In the records below, take the line containing "date.and_hms_opt(0, 0, 0)" and every line following it, and write them out exactly.

(Exercise data begins)

// Date helpers for benefit and termination dates
//
// The MEMD API takes dates as ISO-8601 local timestamps truncated to midnight,
// without an offset, e.g. `2024-03-01T00:00:00`.

use chrono::{Local, NaiveDate, NaiveDateTime};

const MIDNIGHT_FORMAT: &str = "%Y-%m-%dT%H:%M:%S";

/// Today's date in local time
pub fn today() -> NaiveDate {
    Local::now().date_naive()
}

/// Format a date as an ISO timestamp at midnight
pub fn midnight_iso(date: NaiveDate) -> String {
    date.and_hms_opt(0, 0, 0)
        .unwrap_or_default()
        .format(MIDNIGHT_FORMAT)
        .to_string()
}

/// Today's date formatted as an ISO timestamp at midnight
pub fn today_midnight_iso() -> String {
    midnight_iso(today())
}

/// Parse a benefit date given either as a date or as an ISO timestamp
pub fn parse_benefit_date(value: &str) -> Option<NaiveDate> {
    let value = value.trim();
    if let Ok(date) = NaiveDate::parse_from_str(value, "%Y-%m-%d") {
        return Some(date);
    }
    if let Ok(datetime) = NaiveDateTime::parse_from_str(value, "%Y-%m-%dT%H:%M:%S%.f") {
        return Some(datetime.date());
    }
    if let Ok(datetime) = NaiveDateTime::parse_from_str(value, "%Y-%m-%d %H:%M:%S%.f") {
        return Some(datetime.date());
    }
    chrono::DateTime::parse_from_rfc3339(value)
        .ok()
        .map(|datetime| datetime.date_naive())
}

(Exercise data ends)

Response box
    date.and_hms_opt(0, 0, 0)
        .unwrap_or_default()
        .format(MIDNIGHT_FORMAT)
        .to_string()
}

/// Today's date formatted as an ISO timestamp at midnight
pub fn today_midnight_iso() -> String {
    midnight_iso(today())
}

/// Parse a benefit date given either as a date or as an ISO timestamp
pub fn parse_benefit_date(value: &str) -> Option<NaiveDate> {
    let value = value.trim();
    if let Ok(date) = NaiveDate::parse_from_str(value, "%Y-%m-%d") {
        return Some(date);
    }
    if let Ok(datetime) = NaiveDateTime::parse_from_str(value, "%Y-%m-%dT%H:%M:%S%.f") {
        return Some(datetime.date());
    }
    if let Ok(datetime) = NaiveDateTime::parse_from_str(value, "%Y-%m-%d %H:%M:%S%.f") {
        return Some(datetime.date());
    }
    chrono::DateTime::parse_from_rfc3339(value)
        .ok()
        .map(|datetime| datetime.date_naive())
}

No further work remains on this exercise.